Edição 93 – abril de 2018
Por Fabiana Rodovalho Nemet Nº USP: 10 14 10 70
Na tarde do último sábado, dia 31 de março, o jornal Folha Carapicuibana recebeu alguns e-mail, com prioridade de urgência, respectivamente enviados por um grupo de servidores públicos de um dos departamentos da área da saúde do município de Osasco e por algumas testemunhas, relatando um acidente ocorrido naquele mesmo dia, que, a propósito, quase culminou em uma eventualidade fatal.
No final do período da manhã, dois servidores municipais que operam uma das ambulâncias do SAMU realizavam procedimentos operacionais no veículo, devidamente parado no estacionamento, destinado aos veículos de emergência do Hospital Municipal Antonio Giglio, quando o carro foi brutalmente atingido por outra ambulância, supostamente sem freios.
“No momento, quando vimos o veículo desgovernado, vi que o colega correu em direção à rua e o outro só poderia correr rumo à calçada, onde já estava.
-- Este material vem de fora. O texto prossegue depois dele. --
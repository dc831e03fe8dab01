//! Places in a request an attack value can be substituted into

use serde::Serialize;
use url::form_urlencoded;

use crate::http::{HttpMessage, Initiator};

/// Request headers attacked when present
const ATTACKABLE_HEADERS: &[&str] = &["User-Agent", "Referer", "X-Forwarded-For"];

#[derive(Debug, Clone, Copy, PartialEq, Eq, Hash, Serialize)]
#[serde(rename_all = "snake_case")]
pub enum InjectionLocation {
    Query,
    FormBody,
    Cookie,
    Header,
}

impl InjectionLocation {
    pub fn as_str(&self) -> &'static str {
        match self {
            InjectionLocation::Query => "query",
            InjectionLocation::FormBody => "body",
            InjectionLocation::Cookie => "cookie",
            InjectionLocation::Header => "header",
        }
    }
}

/// One named parameter of a request and the value it had
#[derive(Debug, Clone, PartialEq, Eq, Hash, Serialize)]
pub struct InjectionPoint {
    pub location: InjectionLocation,
    pub name: String,
    pub original: String,
    /// Position among parameters with the same location, so repeated
    /// names are attacked separately
    pub index: usize,
}

impl InjectionPoint {
    /// Fresh active-scan copy of `base` with this point set to `value`
    pub fn apply(&self, base: &HttpMessage, value: &str) -> HttpMessage {
        let mut message = base.fresh_copy(Initiator::ActiveScan);
        match self.location {
            InjectionLocation::Query => {
                let mut uri = message.request_header.uri.clone();
                let pairs = replace_pair(uri.query().unwrap_or_default(), self.index, value);
                uri.set_query(Some(&pairs));
                message.request_header.set_uri(uri);
            }
            InjectionLocation::FormBody => {
                let body = message.request_body.text();
                let pairs = replace_pair(&body, self.index, value);
                message.set_request_body(pairs);
            }
            InjectionLocation::Cookie => {
                if let Some(cookie) = message.request_header.headers.get("cookie") {
                    let rewritten = replace_cookie(cookie, self.index, value);
                    message.request_header.headers.set("Cookie", &rewritten);
                }
            }
            InjectionLocation::Header => {
                message.request_header.headers.set(&self.name, value);
            }
        }
        message
    }
}

/// Every injection point of a recorded request, in request order
pub fn injection_points(message: &HttpMessage) -> Vec<InjectionPoint> {
    let mut points = Vec::new();

    if let Some(query) = message.request_header.uri.query() {
        points.extend(pairs_of(query, InjectionLocation::Query));
    }

    if is_form(message) {
        points.extend(pairs_of(&message.request_body.text(), InjectionLocation::FormBody));
    }

    if let Some(cookie) = message.request_header.headers.get("cookie") {
        for (index, (name, value)) in cookie_pairs(cookie).enumerate() {
            points.push(InjectionPoint {
                location: InjectionLocation::Cookie,
                name: name.to_string(),
                original: value.to_string(),
                index,
            });
        }
    }

    for (index, header) in ATTACKABLE_HEADERS.iter().enumerate() {
        if let Some(value) = message.request_header.headers.get(header) {
            points.push(InjectionPoint {
                location: InjectionLocation::Header,
                name: header.to_string(),
                original: value.to_string(),
                index,
            });
        }
    }

    points
}

fn is_form(message: &HttpMessage) -> bool {
    !message.request_body.is_empty()
        && message
            .request_header
            .headers
            .get("content-type")
            .map(|ct| ct.to_ascii_lowercase().starts_with("application/x-www-form-urlencoded"))
            .unwrap_or(false)
}

fn pairs_of(encoded: &str, location: InjectionLocation) -> Vec<InjectionPoint> {
    form_urlencoded::parse(encoded.as_bytes())
        .enumerate()
        .map(|(index, (name, value))| InjectionPoint {
            location,
            name: name.into_owned(),
            original: value.into_owned(),
            index,
        })
        .collect()
}

fn replace_pair(encoded: &str, index: usize, value: &str) -> String {
    let mut out = form_urlencoded::Serializer::new(String::new());
    for (i, (name, original)) in form_urlencoded::parse(encoded.as_bytes()).enumerate() {
        if i == index {
            out.append_pair(&name, value);
        } else {
            out.append_pair(&name, &original);
        }
    }
    out.finish()
}

fn cookie_pairs(header: &str) -> impl Iterator<Item = (&str, &str)> {
    header
        .split(';')
        .map(str::trim)
        .filter(|pair| !pair.is_empty())
        .map(|pair| pair.split_once('=').unwrap_or((pair, "")))
}

fn replace_cookie(header: &str, index: usize, value: &str) -> String {
    cookie_pairs(header)
        .enumerate()
        .map(|(i, (name, original))| {
            let v = if i == index { value } else { original };
            format!("{}={}", name, v)
        })
        .collect::<Vec<_>>()
        .join("; ")
}

#[cfg(test)]
mod tests {
    use super::*;
    use crate::http::{Body, RequestHeader};

    fn message(method: &str, url: &str) -> HttpMessage {
        HttpMessage::new(RequestHeader::new(method, url).unwrap(), Body::empty(), Initiator::Proxy)
    }

    #[test]
    fn test_query_points_rewrite_only_their_parameter() {
        let base = message("GET", "http://example.com/search?q=shoes&page=2");
        let points = injection_points(&base);
        assert_eq!(points.len(), 2);
        assert_eq!(points[0].name, "q");
        assert_eq!(points[0].original, "shoes");

        let attacked = points[0].apply(&base, "<x>");
        assert_eq!(attacked.url(), "http://example.com/search?q=%3Cx%3E&page=2");
        assert_eq!(attacked.initiator, Initiator::ActiveScan);
        assert_eq!(attacked.request_header.target, "/search?q=%3Cx%3E&page=2");
        // Base is untouched
        assert_eq!(base.url(), "http://example.com/search?q=shoes&page=2");
    }

    #[test]
    fn test_form_body_rewrite_updates_length() {
        let mut base = message("POST", "http://example.com/login");
        base.request_header
            .headers
            .append("Content-Type", "application/x-www-form-urlencoded");
        base.set_request_body("user=bob&pass=secret");

        let points = injection_points(&base);
        let pass = points.iter().find(|p| p.name == "pass").unwrap();
        assert_eq!(pass.location, InjectionLocation::FormBody);

        let attacked = pass.apply(&base, "' OR 1=1");
        assert_eq!(attacked.request_body.text(), "user=bob&pass=%27+OR+1%3D1");
        assert_eq!(
            attacked.request_header.headers.get("content-length"),
            Some(attacked.request_body.len().to_string().as_str())
        );
    }

    #[test]
    fn test_cookie_and_header_points() {
        let mut base = message("GET", "http://example.com/");
        base.request_header.headers.append("Cookie", "session=abc; theme=dark");
        base.request_header.headers.append("User-Agent", "curl/8");

        let points = injection_points(&base);
        let locations: Vec<_> = points.iter().map(|p| (p.location, p.name.as_str())).collect();
        assert_eq!(
            locations,
            vec![
                (InjectionLocation::Cookie, "session"),
                (InjectionLocation::Cookie, "theme"),
                (InjectionLocation::Header, "User-Agent"),
            ]
        );

        let attacked = points[1].apply(&base, "light");
        assert_eq!(attacked.request_header.headers.get("cookie"), Some("session=abc; theme=light"));

        let attacked = points[2].apply(&base, "probe");
        assert_eq!(attacked.request_header.headers.get("user-agent"), Some("probe"));
    }

    #[test]
    fn test_repeated_names_are_separate_points() {
        let base = message("GET", "http://example.com/?id=1&id=2");
        let points = injection_points(&base);
        assert_eq!(points.len(), 2);

        let attacked = points[1].apply(&base, "9");
        assert_eq!(attacked.url(), "http://example.com/?id=1&id=9");
    }
}
//! Per-connection state machine
//!
//! A client connection starts as plain HTTP. A `CONNECT` turns it into a
//! TLS tunnel terminated with a leaf from the CA, after which a fresh
//! request loop runs inside the tunnel. Each loop reads a request, runs it
//! through the exchange path and writes the response until either side
//! asks to close or the connection is upgraded.

use std::net::SocketAddr;
use std::sync::Arc;
use std::time::Duration;
use tokio::io::{AsyncWriteExt, BufReader};
use tokio::net::TcpStream;
use tokio_rustls::TlsAcceptor;
use tracing::{debug, info, warn};

use super::exchange::Exchanger;
use super::relay::{BufferedStream, UpgradeRelay};
use super::tls::CertificateAuthority;
use super::upstream::BoxedStream;
use crate::app::events::{CoreEvent, EventBus};
use crate::error::{ProtocolError, TlsError};
use crate::http::{synthetic_response, Body, HttpMessage, Initiator, RequestHeader, ResponseHeader, TargetContext};

pub const CA_ERROR_HEADER: &str = "X-Tollgate-Error";

/// Everything a connection task needs, shared by all connections
pub struct ConnectionContext {
    pub exchanger: Arc<Exchanger>,
    pub ca: Arc<CertificateAuthority>,
    pub relay: Arc<dyn UpgradeRelay>,
    pub events: EventBus,
    /// Max wait for the next request on an open connection
    pub idle_timeout: Duration,
    pub handshake_timeout: Duration,
}

/// What the request loop ended with
enum Flow {
    Closed,
    /// Client asked for a tunnel; the stream is handed back for the handshake
    Connect(BufferedStream, RequestHeader),
}

/// Serve one accepted client connection until it closes
pub async fn handle_connection(ctx: Arc<ConnectionContext>, stream: TcpStream, peer: SocketAddr) {
    let _ = stream.set_nodelay(true);
    let mut client: BufferedStream = BufReader::new(Box::new(stream));
    let mut target_ctx = TargetContext::plain();

    loop {
        match serve(&ctx, client, &target_ctx, peer).await {
            Flow::Closed => break,
            Flow::Connect(stream, header) => match establish_tunnel(&ctx, stream, &header, peer).await {
                Some((tls_client, tunnel_ctx)) => {
                    client = tls_client;
                    target_ctx = tunnel_ctx;
                }
                None => break,
            },
        }
    }
    debug!(peer = %peer, "Client connection closed");
}

async fn serve(ctx: &ConnectionContext, mut client: BufferedStream, target_ctx: &TargetContext, peer: SocketAddr) -> Flow {
    let reader = ctx.exchanger.reader();
    let mut pool = ctx.exchanger.pool();

    loop {
        let read = tokio::time::timeout(ctx.idle_timeout, reader.read_request(&mut client, target_ctx)).await;
        let (header, body) = match read {
            Err(_) => {
                debug!(peer = %peer, "Client connection idle, closing");
                return Flow::Closed;
            }
            Ok(Ok(None)) => return Flow::Closed,
            Ok(Ok(Some(request))) => request,
            Ok(Err(e)) => {
                debug!(peer = %peer, error = %e, "Malformed request");
                let reusable = e.connection_reusable();
                let (status, reason) = protocol_status(&e);
                let (mut resp, body) = synthetic_response(status, reason, &e.to_string());
                if !reusable {
                    resp.headers.append("Connection", "close");
                }
                if write_response(&mut client, &resp, &body).await.is_err() || !reusable {
                    return Flow::Closed;
                }
                continue;
            }
        };

        if header.is_connect() {
            return Flow::Connect(client, header);
        }

        let client_keep_alive = header.wants_keep_alive();
        let upgrade = header.is_upgrade();
        let target = header.resolved();
        let message = HttpMessage::new(header, body, Initiator::Proxy);

        let record = match ctx.exchanger.exchange(message, &mut pool).await {
            Ok(record) => record,
            Err(e) => {
                warn!(peer = %peer, target = %target.authority(), error = %e, "Upstream request failed");
                let status = e.status_code();
                let reason = if status == 504 { "Gateway Timeout" } else { "Bad Gateway" };
                let (resp, body) = synthetic_response(status, reason, &e.to_string());
                if write_response(&mut client, &resp, &body).await.is_err() || !client_keep_alive {
                    return Flow::Closed;
                }
                continue;
            }
        };

        let message = &record.message;
        let Some(resp) = &message.response_header else {
            return Flow::Closed;
        };
        if write_response(&mut client, resp, &message.response_body).await.is_err() {
            return Flow::Closed;
        }

        if upgrade && resp.status == 101 {
            if let Some(upstream) = pool.take(&target) {
                debug!(peer = %peer, url = %message.url(), "Connection upgraded, relaying");
                if let Err(e) = ctx.relay.relay(message.url(), client, upstream).await {
                    debug!(peer = %peer, error = %e, "Upgrade relay ended with error");
                }
            }
            return Flow::Closed;
        }

        if !client_keep_alive || !resp.wants_keep_alive() || message.response_body.is_until_close() {
            let _ = client.get_mut().shutdown().await;
            return Flow::Closed;
        }
    }
}

async fn establish_tunnel(
    ctx: &ConnectionContext,
    mut client: BufferedStream,
    header: &RequestHeader,
    peer: SocketAddr,
) -> Option<(BufferedStream, TargetContext)> {
    let target = header.resolved();
    let host = target.host.trim_start_matches('[').trim_end_matches(']').to_string();

    // Mint before answering so a broken CA never yields a half-open tunnel
    let ca = Arc::clone(&ctx.ca);
    let mint_host = host.clone();
    let minted = tokio::task::spawn_blocking(move || ca.leaf_for(&mint_host)).await;
    let ca_failure = match minted {
        Ok(Ok(_)) => None,
        Ok(Err(e)) => Some(e.to_string()),
        Err(e) => Some(e.to_string()),
    };
    if let Some(reason) = ca_failure {
        warn!(peer = %peer, host = %host, reason = %reason, "Refusing CONNECT, CA unavailable");
        ctx.events.publish(CoreEvent::CaUnavailable {
            host: host.clone(),
            reason: reason.clone(),
        });
        let (mut resp, body) = synthetic_response(503, "Service Unavailable", &reason);
        resp.headers.append(CA_ERROR_HEADER, "ca-unavailable");
        resp.headers.append("Connection", "close");
        let _ = write_response(&mut client, &resp, &body).await;
        return None;
    }

    let config = match ctx.ca.server_config(&host) {
        Ok(config) => config,
        Err(e) => {
            warn!(host = %host, error = %e, "Could not build TLS config");
            return None;
        }
    };

    let established = ResponseHeader::new(200, "Connection Established");
    if write_response(&mut client, &established, &Body::empty()).await.is_err() {
        return None;
    }
    if !client.buffer().is_empty() {
        debug!(peer = %peer, "Client sent data before the tunnel was established, discarding");
    }

    let acceptor = TlsAcceptor::from(config);
    let handshake = tokio::time::timeout(ctx.handshake_timeout, acceptor.accept(client.into_inner())).await;
    let tls = match handshake {
        Ok(Ok(tls)) => tls,
        Ok(Err(e)) => {
            handshake_failed(ctx, &host, peer, e.to_string());
            return None;
        }
        Err(_) => {
            handshake_failed(ctx, &host, peer, "handshake timed out".into());
            return None;
        }
    };
    info!(peer = %peer, host = %host, port = target.port, "TLS tunnel established");

    let stream: BoxedStream = Box::new(tls);
    Some((BufReader::new(stream), TargetContext::tunnel(&host, target.port)))
}

fn handshake_failed(ctx: &ConnectionContext, host: &str, peer: SocketAddr, reason: String) {
    let err = TlsError::ClientHandshake {
        host: host.to_string(),
        reason: reason.clone(),
    };
    warn!(peer = %peer, error = %err, "Client TLS handshake failed");
    ctx.events.publish(CoreEvent::TlsHandshakeFailed {
        host: host.to_string(),
        peer,
        reason,
    });
}

fn protocol_status(err: &ProtocolError) -> (u16, &'static str) {
    match err {
        ProtocolError::HeaderTooLarge { .. } => (431, "Request Header Fields Too Large"),
        ProtocolError::BodyTooLarge { .. } => (413, "Content Too Large"),
        ProtocolError::UnsupportedTransferCoding(_) => (501, "Not Implemented"),
        _ => (400, "Bad Request"),
    }
}

async fn write_response(client: &mut BufferedStream, header: &ResponseHeader, body: &Body) -> std::io::Result<()> {
    let mut bytes = header.to_bytes();
    body.write_to(&mut bytes);
    let stream = client.get_mut();
    stream.write_all(&bytes).await?;
    stream.flush().await
}
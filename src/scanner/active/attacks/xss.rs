//! Cross-Site Scripting (XSS) testing

use async_trait::async_trait;

use super::limited;
use crate::error::ScanPluginError;
use crate::scanner::active::{ActiveScanPlugin, AttackContext, InjectionLocation, InjectionPoint};
use crate::scanner::alerts::{Alert, Confidence, Risk};

pub const REFLECTED_XSS_PLUGIN_ID: u32 = 40012;

/// XSS test payloads with unique identifiers
const XSS_PAYLOADS: &[(&str, &str)] = &[
    ("<script>alert('XSS')</script>", "script-tag"),
    ("<img src=x onerror=alert('XSS')>", "img-onerror"),
    ("<svg onload=alert('XSS')>", "svg-onload"),
    ("'\"><script>alert('XSS')</script>", "breakout-script"),
    ("</title><script>alert('XSS')</script>", "title-breakout"),
    ("</textarea><script>alert('XSS')</script>", "textarea-breakout"),
    ("javascript:alert('XSS')", "javascript-uri"),
    ("<body onload=alert('XSS')>", "body-onload"),
    ("<input onfocus=alert('XSS') autofocus>", "input-autofocus"),
    ("<details open ontoggle=alert('XSS')>", "details-ontoggle"),
    ("<iframe src=\"javascript:alert('XSS')\">", "iframe-javascript"),
    ("<math><mtext></mtext></math><script>alert('XSS')</script>", "math-breakout"),
    ("'-alert('XSS')-'", "js-context-break"),
    ("\";alert('XSS');//", "js-string-break"),
];

/// Reflected XSS indicators - simplified payload patterns for detection
const REFLECTED_INDICATORS: &[&str] = &["<script>", "onerror=", "onload=", "onfocus=", "javascript:", "alert("];

/// Reflected XSS: the payload comes back unencoded in an HTML response
#[derive(Debug, Default)]
pub struct ReflectedXssPlugin;

#[async_trait]
impl ActiveScanPlugin for ReflectedXssPlugin {
    fn id(&self) -> u32 {
        REFLECTED_XSS_PLUGIN_ID
    }

    fn name(&self) -> &str {
        "Cross Site Scripting (Reflected)"
    }

    fn priority(&self) -> i32 {
        10
    }

    fn applies_to(&self, point: &InjectionPoint) -> bool {
        point.location != InjectionLocation::Cookie
    }

    async fn scan(&self, ctx: &AttackContext) -> Result<(), ScanPluginError> {
        let baseline = ctx.base().response_body.text().to_lowercase();

        for (payload, payload_type) in limited(XSS_PAYLOADS, ctx.strength()) {
            if ctx.is_stopped() {
                break;
            }
            let response = ctx.attack(payload).await?;
            if !is_html(&response) {
                continue;
            }
            let body = response.response_body.text();

            // Payload is reflected exactly - likely vulnerable
            if body.contains(payload) {
                ctx.raise(
                    Alert::new(self.id(), self.name(), Risk::High, Confidence::Medium)
                        .with_attack(payload)
                        .with_evidence(payload)
                        .with_description(&format!(
                            "The value of '{}' is reflected unencoded in the response.",
                            ctx.point().name
                        ))
                        .with_solution("Encode all user input before rendering in HTML. Use context-aware output encoding.")
                        .with_other_info(&format!("Payload type: {}", payload_type))
                        .with_cwe(79)
                        .with_wasc(8),
                );
                return Ok(());
            }

            // Partial reflection that was not in the page before
            let lowered = body.to_lowercase();
            let indicator = REFLECTED_INDICATORS
                .iter()
                .find(|i| payload.contains(*i) && lowered.contains(*i) && !baseline.contains(*i));
            if let Some(indicator) = indicator {
                ctx.raise(
                    Alert::new(self.id(), "Potential Reflected XSS", Risk::Medium, Confidence::Low)
                        .with_attack(payload)
                        .with_evidence(indicator)
                        .with_description(&format!(
                            "XSS indicator '{}' appeared in the response after attacking '{}'.",
                            indicator,
                            ctx.point().name
                        ))
                        .with_solution("Review the context where user input is reflected and apply appropriate encoding.")
                        .with_cwe(79)
                        .with_wasc(8),
                );
                return Ok(());
            }
        }
        Ok(())
    }
}

fn is_html(message: &crate::http::HttpMessage) -> bool {
    message
        .response_header_value("content-type")
        .map(|ct| ct.to_ascii_lowercase().contains("html"))
        .unwrap_or(true)
}
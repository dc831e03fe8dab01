//! Scan policies for configuring active scan behavior

use serde::{Deserialize, Serialize};
use std::collections::HashMap;

/// How hard a plugin attacks: roughly how many variants it sends per point
#[derive(Debug, Clone, Copy, PartialEq, Eq, PartialOrd, Ord, Hash, Default, Serialize, Deserialize)]
#[serde(rename_all = "lowercase")]
pub enum AttackStrength {
    Low,
    #[default]
    Medium,
    High,
    Insane,
}

impl AttackStrength {
    /// Upper bound on payloads tried per injection point
    pub fn payload_limit(&self) -> usize {
        match self {
            AttackStrength::Low => 3,
            AttackStrength::Medium => 8,
            AttackStrength::High => 16,
            AttackStrength::Insane => usize::MAX,
        }
    }
}

/// Minimum confidence an alert needs to be reported.
/// `Off` disables the plugin entirely.
#[derive(Debug, Clone, Copy, PartialEq, Eq, PartialOrd, Ord, Hash, Default, Serialize, Deserialize)]
#[serde(rename_all = "lowercase")]
pub enum AlertThreshold {
    Off,
    Low,
    #[default]
    Medium,
    High,
}

/// Per-plugin overrides
#[derive(Debug, Clone, PartialEq, Eq, Serialize, Deserialize)]
pub struct PluginPolicy {
    #[serde(default = "default_true")]
    pub enabled: bool,

    pub strength: Option<AttackStrength>,

    pub threshold: Option<AlertThreshold>,
}

fn default_true() -> bool {
    true
}

impl Default for PluginPolicy {
    fn default() -> Self {
        Self {
            enabled: true,
            strength: None,
            threshold: None,
        }
    }
}

/// Scan policy configuration
#[derive(Debug, Clone, PartialEq, Eq, Serialize, Deserialize)]
pub struct ScanPolicy {
    /// Policy name
    pub name: String,

    pub default_strength: AttackStrength,

    pub default_threshold: AlertThreshold,

    /// Overrides keyed by plugin id
    #[serde(default)]
    pub plugins: HashMap<u32, PluginPolicy>,
}

impl Default for ScanPolicy {
    fn default() -> Self {
        Self::standard()
    }
}

impl ScanPolicy {
    /// Standard scan policy - balanced between speed and coverage
    pub fn standard() -> Self {
        Self {
            name: "Standard".to_string(),
            default_strength: AttackStrength::Medium,
            default_threshold: AlertThreshold::Medium,
            plugins: HashMap::new(),
        }
    }

    /// Quick scan - fast but limited coverage
    pub fn quick() -> Self {
        Self {
            name: "Quick".to_string(),
            default_strength: AttackStrength::Low,
            default_threshold: AlertThreshold::High,
            plugins: HashMap::new(),
        }
    }

    /// Full scan - comprehensive but slow
    pub fn full() -> Self {
        Self {
            name: "Full".to_string(),
            default_strength: AttackStrength::Insane,
            default_threshold: AlertThreshold::Low,
            plugins: HashMap::new(),
        }
    }

    /// Check if a plugin is enabled
    pub fn is_enabled(&self, plugin_id: u32) -> bool {
        let enabled = self.plugins.get(&plugin_id).map_or(true, |p| p.enabled);
        enabled && self.threshold(plugin_id) != AlertThreshold::Off
    }

    pub fn strength(&self, plugin_id: u32) -> AttackStrength {
        self.plugins
            .get(&plugin_id)
            .and_then(|p| p.strength)
            .unwrap_or(self.default_strength)
    }

    pub fn threshold(&self, plugin_id: u32) -> AlertThreshold {
        self.plugins
            .get(&plugin_id)
            .and_then(|p| p.threshold)
            .unwrap_or(self.default_threshold)
    }

    /// Enable or disable a plugin
    pub fn set_enabled(&mut self, plugin_id: u32, enabled: bool) {
        self.plugins.entry(plugin_id).or_default().enabled = enabled;
    }

    pub fn set_strength(&mut self, plugin_id: u32, strength: AttackStrength) {
        self.plugins.entry(plugin_id).or_default().strength = Some(strength);
    }

    pub fn set_threshold(&mut self, plugin_id: u32, threshold: AlertThreshold) {
        self.plugins.entry(plugin_id).or_default().threshold = Some(threshold);
    }
}

#[cfg(test)]
mod tests {
    use super::*;

    #[test]
    fn test_overrides_fall_back_to_defaults() {
        let mut policy = ScanPolicy::standard();
        policy.set_strength(40018, AttackStrength::High);

        assert_eq!(policy.strength(40018), AttackStrength::High);
        assert_eq!(policy.threshold(40018), AlertThreshold::Medium);
        assert_eq!(policy.strength(40012), AttackStrength::Medium);
    }

    #[test]
    fn test_threshold_off_disables_plugin() {
        let mut policy = ScanPolicy::full();
        assert!(policy.is_enabled(40012));

        policy.set_threshold(40012, AlertThreshold::Off);
        assert!(!policy.is_enabled(40012));

        policy.set_threshold(40012, AlertThreshold::Low);
        policy.set_enabled(40012, false);
        assert!(!policy.is_enabled(40012));
    }

    #[test]
    fn test_policy_from_toml() {
        let policy: ScanPolicy = toml::from_str(
            r#"
            name = "Custom"
            default_strength = "high"
            default_threshold = "off"
            "#,
        )
        .unwrap();
        assert_eq!(policy.default_strength, AttackStrength::High);
        assert!(policy.plugins.is_empty());
        assert!(!policy.is_enabled(40012));
    }
}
Mas a ambulância desgovernada, por estar supostamente sem freios, chegou antes, colidindo fortemente com uma das colunas da cobertura do estacionamento do hospital, inutilizando umas das portas traseiras da ambulância estacionada. Por muito pouco o enfermeiro que estava na calçada, trabalhando em sua ambulância, não foi esmagado”, conta um dos servidores presentes no local.
O veículo atingido tinha acabado de deixar um paciente no hospital e, como procedimento, estava sendo preparado para atender aos novos chamados emergenciais. A ambulância que perdeu os freios, por sua vez, estava chegando a fim de realizar uma remoção de paciente.
Há 08 ambulâncias no município de Osasco, mas, em razão do acidente, duas delas estão fora de circulação.
“Imaginem vocês uma ambulância desgovernada por falta de freios… A cena foi rápida e terrível, quase matou o enfermeiro. Isso é um absurdo, pois se a ambulância o atingisse ou se estivesse carregando um paciente no momento do acidente, a fatalidade seria ainda maior. Como é feita a manutenção dos veículos que rodam 24 horas por dia? Como é feita a fiscalização do motorista? De qualquer forma, de quem é a responsabilidade, prefeito?” Indagou outra testemunha ocular, presente na entrada do hospital, ao lado de outras pessoas que presenciaram o acidente em sua integridade.
De acordo com a denúncia por meio de ocorrência na Delegacia de Polícia da região, devidamente formalizada entre as parte envolvidas, o jornal Folha Carapicuibana solicita, ao prefeito Rogério Lins, as providências cabais conforme a apuração dos fatos.